Goji Fan asked in HealthDiet & Fitness · 4 weeks ago

Are 3-5 sets of 3-5 reps with compound lifts good for strength?

Example workout:

Workout A

Barbell Squats - 3-5 sets of 3-5 reps

Barbell Bench Press - 3-5 sets of 3-5 reps

Barbell Bent Over Rows - 3-5 sets of 3-5 reps

Weighted Push-ups - 3-5 sets of 3-5 reps

Workout B

Barbell Deadlifts - 3-5 sets of 3-5 reps

Barbell Overhead Press - 3-5 sets of 3-5 reps

Weighted Chin-ups - 3-5 sets of 3-5 reps

2 Answers

Relevance
  • 4 weeks ago

    I honestly think that's newb level but if you are a newb, indeed that would be the right range. Advanced level power workouts look more like 18 sets of 3 reps.
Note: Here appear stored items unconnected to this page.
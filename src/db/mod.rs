use anyhow::Result;
use sqlx::postgres::PgPoolOptions;
use sqlx::{Pool, Postgres};
use tracing::info;

pub mod queries;

pub type DbPool = Pool<Postgres>;

pub async fn init_pool(database_url: &str, max_connections: u32) -> Result<DbPool> {
    let pool = PgPoolOptions::new()
        .max_connections(max_connections)
        .connect(database_url)
        .await?;
    Ok(pool)
}

/// Creates tables and indexes if they are missing.
pub async fn init_schema(pool: &DbPool) -> Result<()> {
    for statement in queries::SCHEMA {
        sqlx::query(statement).execute(pool).await?;
    }
    info!("Database schema ready");
    Ok(())
}
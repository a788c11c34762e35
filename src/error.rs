use thiserror::Error;

pub type Result<T> = std::result::Result<T, Error>;

#[derive(Debug, Error)]
pub enum Error {
    #[error("{entity} not found: {id}")]
    NotFound { entity: &'static str, id: String },

    #[error("validation error: {0}")]
    Validation(String),

    /// Write clashes with an existing record; retrying cannot help.
    #[error("conflict: {0}")]
    Conflict(String),

    #[error("database error: {0}")]
    Database(#[from] sqlx::Error),

    #[error("redis error: {0}")]
    Redis(#[from] redis::RedisError),

    #[error("serialization error: {0}")]
    Serialization(#[from] serde_json::Error),

    #[error("http client error: {0}")]
    Http(#[from] reqwest::Error),

    /// Backing resource could not be reached.
    #[error("resource unavailable: {0}")]
    Unavailable(String),

    /// Webhook endpoint unreachable or answered outside 2xx.
    #[error("webhook delivery failed: {0}")]
    Delivery(String),
}

impl Error {
    pub fn not_found(entity: &'static str, id: impl ToString) -> Self {
        Self::NotFound {
            entity,
            id: id.to_string(),
        }
    }

    pub fn validation(msg: impl Into<String>) -> Self {
        Self::Validation(msg.into())
    }

    pub fn is_not_found(&self) -> bool {
        matches!(self, Self::NotFound { .. })
    }

    /// Infrastructure hiccups that are worth retrying locally.
    pub fn is_transient(&self) -> bool {
        match self {
            Self::Redis(_) | Self::Unavailable(_) => true,
            Self::Database(e) => matches!(
                e,
                sqlx::Error::PoolTimedOut | sqlx::Error::PoolClosed | sqlx::Error::Io(_)
            ),
            _ => false,
        }
    }
}
use super::IncidentCache;
use crate::error::Result;
use crate::models::IncidentZone;
use async_trait::async_trait;
use redis::aio::ConnectionManager;
use redis::AsyncCommands;
use std::time::Duration;
use tracing::warn;

pub const ACTIVE_INCIDENTS_KEY: &str = "geoalerts:active_incidents";

pub struct RedisIncidentCache {
    conn: ConnectionManager,
    ttl: Duration,
}

impl RedisIncidentCache {
    pub fn new(conn: ConnectionManager, ttl: Duration) -> Self {
        Self { conn, ttl }
    }
}

/// An entry that no longer parses counts as a miss.
fn decode_snapshot(raw: &str) -> Option<Vec<IncidentZone>> {
    match serde_json::from_str(raw) {
        Ok(zones) => Some(zones),
        Err(e) => {
            warn!("Discarding unreadable incident cache entry: {}", e);
            None
        }
    }
}

#[async_trait]
impl IncidentCache for RedisIncidentCache {
    async fn get_active(&self) -> Result<Option<Vec<IncidentZone>>> {
        let mut conn = self.conn.clone();
        let raw: Option<String> = conn.get(ACTIVE_INCIDENTS_KEY).await?;

        Ok(raw.as_deref().and_then(decode_snapshot))
    }

    async fn set_active(&self, zones: &[IncidentZone]) -> Result<()> {
        let raw = serde_json::to_string(zones)?;
        let mut conn = self.conn.clone();
        // Redis rejects EX 0.
        let ttl_secs = self.ttl.as_secs().max(1);
        conn.set_ex::<_, _, ()>(ACTIVE_INCIDENTS_KEY, raw, ttl_secs)
            .await?;
        Ok(())
    }

    async fn invalidate(&self) -> Result<()> {
        let mut conn = self.conn.clone();
        conn.del::<_, ()>(ACTIVE_INCIDENTS_KEY).await?;
        Ok(())
    }
}
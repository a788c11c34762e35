use crate::cache::IncidentCache;
use crate::error::Result;
use crate::models::{IncidentPatch, IncidentStats, IncidentZone, NewIncident};
use crate::store::{CheckLogStore, IncidentStore};
use chrono::{DateTime, Utc};
use std::sync::Arc;
use std::time::Duration;
use tracing::{info, warn};
use uuid::Uuid;

pub const MAX_PAGE_SIZE: i64 = 100;

/// Incident administration. Every successful mutation drops the cached
/// active-zone snapshot.
pub struct IncidentService {
    incidents: Arc<dyn IncidentStore>,
    cache: Arc<dyn IncidentCache>,
    checks: Arc<dyn CheckLogStore>,
    stats_window: Duration,
}

impl IncidentService {
    pub fn new(
        incidents: Arc<dyn IncidentStore>,
        cache: Arc<dyn IncidentCache>,
        checks: Arc<dyn CheckLogStore>,
        stats_window: Duration,
    ) -> Self {
        Self {
            incidents,
            cache,
            checks,
            stats_window,
        }
    }

    pub async fn create(&self, incident: NewIncident) -> Result<IncidentZone> {
        incident.validate()?;
        let zone = self.incidents.create(incident).await?;
        info!("Created incident {} ({})", zone.id, zone.title);
        self.invalidate_cache().await;
        Ok(zone)
    }

    pub async fn get_by_id(&self, id: Uuid) -> Result<IncidentZone> {
        self.incidents.get_by_id(id).await
    }

    /// `limit` is clamped to `1..=MAX_PAGE_SIZE`, `offset` to zero or more.
    pub async fn list(&self, limit: i64, offset: i64) -> Result<(Vec<IncidentZone>, i64)> {
        self.incidents
            .list(limit.clamp(1, MAX_PAGE_SIZE), offset.max(0))
            .await
    }

    pub async fn update(&self, id: Uuid, patch: IncidentPatch) -> Result<IncidentZone> {
        patch.validate()?;
        let zone = self.incidents.update(id, patch).await?;
        info!("Updated incident {}", zone.id);
        self.invalidate_cache().await;
        Ok(zone)
    }

    pub async fn deactivate(&self, id: Uuid) -> Result<()> {
        self.incidents.deactivate(id).await?;
        info!("Deactivated incident {}", id);
        self.invalidate_cache().await;
        Ok(())
    }

    /// Distinct users seen in each active zone over the configured window.
    pub async fn stats(&self) -> Result<Vec<IncidentStats>> {
        // A window reaching past the representable range covers everything.
        let since = chrono::Duration::from_std(self.stats_window)
            .ok()
            .and_then(|window| Utc::now().checked_sub_signed(window))
            .unwrap_or(DateTime::<Utc>::MIN_UTC);
        self.checks.stats_by_incident(since).await
    }

    // A stale snapshot expires with its TTL anyway.
    async fn invalidate_cache(&self) {
        if let Err(e) = self.cache.invalidate().await {
            warn!("Failed to invalidate incident cache: {}", e);
        }
    }
}
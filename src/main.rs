use geo_alerts::cache::RedisIncidentCache;
use geo_alerts::config::AppConfig;
use geo_alerts::processor::{IncidentService, LocationService};
use geo_alerts::queue::RedisWebhookQueue;
use geo_alerts::store::{PgCheckLogStore, PgIncidentStore};
use geo_alerts::webhook::{HttpWebhookSender, WebhookWorker, WorkerSettings};
use geo_alerts::{db, kafka};
use redis::aio::ConnectionManager;
use std::sync::Arc;
use tokio_util::sync::CancellationToken;
use tracing::{error, info};

#[tokio::main]
async fn main() -> anyhow::Result<()> {
    // Load config
    let config = AppConfig::load()?;

    // Init logging
    tracing_subscriber::fmt()
        .with_env_filter(&config.log_level)
        .init();

    info!("Starting Geo Alerts Service...");

    // Init DB
    let pool = db::init_pool(&config.database_url, config.db_max_connections).await?;
    db::init_schema(&pool).await?;
    info!("Connected to database");

    // Init Redis. BRPOP gets a connection of its own.
    let redis = redis::Client::open(config.redis_url.as_str())?;
    let conn = ConnectionManager::new(redis.clone()).await?;
    let pop_conn = ConnectionManager::new(redis).await?;
    info!("Connected to Redis");

    let incidents = Arc::new(PgIncidentStore::new(pool.clone()));
    let checks = Arc::new(PgCheckLogStore::new(pool));
    let cache = Arc::new(RedisIncidentCache::new(conn.clone(), config.cache_ttl()));
    let queue = Arc::new(RedisWebhookQueue::new(conn, pop_conn));

    let admin = IncidentService::new(
        incidents.clone(),
        cache.clone(),
        checks.clone(),
        config.stats_window(),
    );
    match admin.stats().await {
        Ok(stats) => info!(
            "Tracking {} active incident zones over the last {} minutes",
            stats.len(),
            config.stats_time_window_minutes
        ),
        Err(e) => error!("Failed to load incident stats: {}", e),
    }

    let service = Arc::new(LocationService::new(incidents, cache, checks, queue.clone()));

    // Start webhook worker
    let sender = HttpWebhookSender::new(config.webhook_url.clone(), config.webhook_timeout())?;
    info!("Delivering webhooks to {}", sender.url());
    let worker = WebhookWorker::new(
        queue,
        Arc::new(sender),
        WorkerSettings {
            retry_attempts: config.webhook_retry_attempts,
            retry_delay: config.webhook_retry_delay(),
            pop_timeout: config.webhook_pop_timeout(),
            ..Default::default()
        },
    );

    let shutdown = CancellationToken::new();
    let worker_handle = tokio::spawn(worker.run(shutdown.clone()));

    let signal = shutdown.clone();
    tokio::spawn(async move {
        match tokio::signal::ctrl_c().await {
            Ok(()) => {
                info!("Shutdown signal received");
                signal.cancel();
            }
            Err(e) => error!("Failed to listen for shutdown signal: {}", e),
        }
    });

    // Start Kafka
    let consumed = kafka::start_kafka_consumer(&config, service, shutdown.clone()).await;

    shutdown.cancel();
    if let Err(e) = worker_handle.await {
        error!("Webhook worker task failed: {}", e);
    }
    info!("Geo Alerts Service stopped");

    consumed
}
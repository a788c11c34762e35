use super::WebhookQueue;
use crate::error::Result;
use crate::models::WebhookJob;
use async_trait::async_trait;
use std::collections::VecDeque;
use std::time::Duration;
use tokio::sync::{Mutex, Notify};
use tokio::time::Instant;

#[derive(Default)]
pub struct MemoryWebhookQueue {
    jobs: Mutex<VecDeque<WebhookJob>>,
    notify: Notify,
}

impl MemoryWebhookQueue {
    pub fn new() -> Self {
        Self::default()
    }

    pub async fn len(&self) -> usize {
        self.jobs.lock().await.len()
    }

    pub async fn is_empty(&self) -> bool {
        self.jobs.lock().await.is_empty()
    }

    /// Pending jobs, oldest first.
    pub async fn snapshot(&self) -> Vec<WebhookJob> {
        self.jobs.lock().await.iter().cloned().collect()
    }
}

#[async_trait]
impl WebhookQueue for MemoryWebhookQueue {
    async fn enqueue(&self, job: &WebhookJob) -> Result<()> {
        self.jobs.lock().await.push_back(job.clone());
        self.notify.notify_one();
        Ok(())
    }

    async fn dequeue(&self, timeout: Duration) -> Result<Option<WebhookJob>> {
        let deadline = Instant::now() + timeout;
        loop {
            // Registered before the check so a push in between is not missed.
            let notified = self.notify.notified();
            if let Some(job) = self.jobs.lock().await.pop_front() {
                return Ok(Some(job));
            }
            if tokio::time::timeout_at(deadline, notified).await.is_err() {
                return Ok(None);
            }
        }
    }
}
use super::IncidentCache;
use crate::error::Result;
use crate::models::IncidentZone;
use async_trait::async_trait;
use std::time::Duration;
use tokio::sync::Mutex;
use tokio::time::Instant;

struct Entry {
    zones: Vec<IncidentZone>,
    expires_at: Instant,
}

pub struct MemoryIncidentCache {
    ttl: Duration,
    entry: Mutex<Option<Entry>>,
}

impl MemoryIncidentCache {
    pub fn new(ttl: Duration) -> Self {
        Self {
            ttl,
            entry: Mutex::new(None),
        }
    }
}

#[async_trait]
impl IncidentCache for MemoryIncidentCache {
    async fn get_active(&self) -> Result<Option<Vec<IncidentZone>>> {
        let mut entry = self.entry.lock().await;
        match entry.as_ref() {
            Some(e) if Instant::now() < e.expires_at => Ok(Some(e.zones.clone())),
            Some(_) => {
                *entry = None;
                Ok(None)
            }
            None => Ok(None),
        }
    }

    async fn set_active(&self, zones: &[IncidentZone]) -> Result<()> {
        *self.entry.lock().await = Some(Entry {
            zones: zones.to_vec(),
            expires_at: Instant::now() + self.ttl,
        });
        Ok(())
    }

    async fn invalidate(&self) -> Result<()> {
        *self.entry.lock().await = None;
        Ok(())
    }
}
Maybe 12 sets of 1 rep if you're trying to go heavier. 3 sets of 3 reps is a bad 5 mins on a construction site, not a workout.

  • Logan
    Lv 5
    4 weeks ago

    The specific details of a workout don't make much difference muscle gain.   The most important thing is to find a routine that doesn't cause tendon inflammation, fraying and rupture.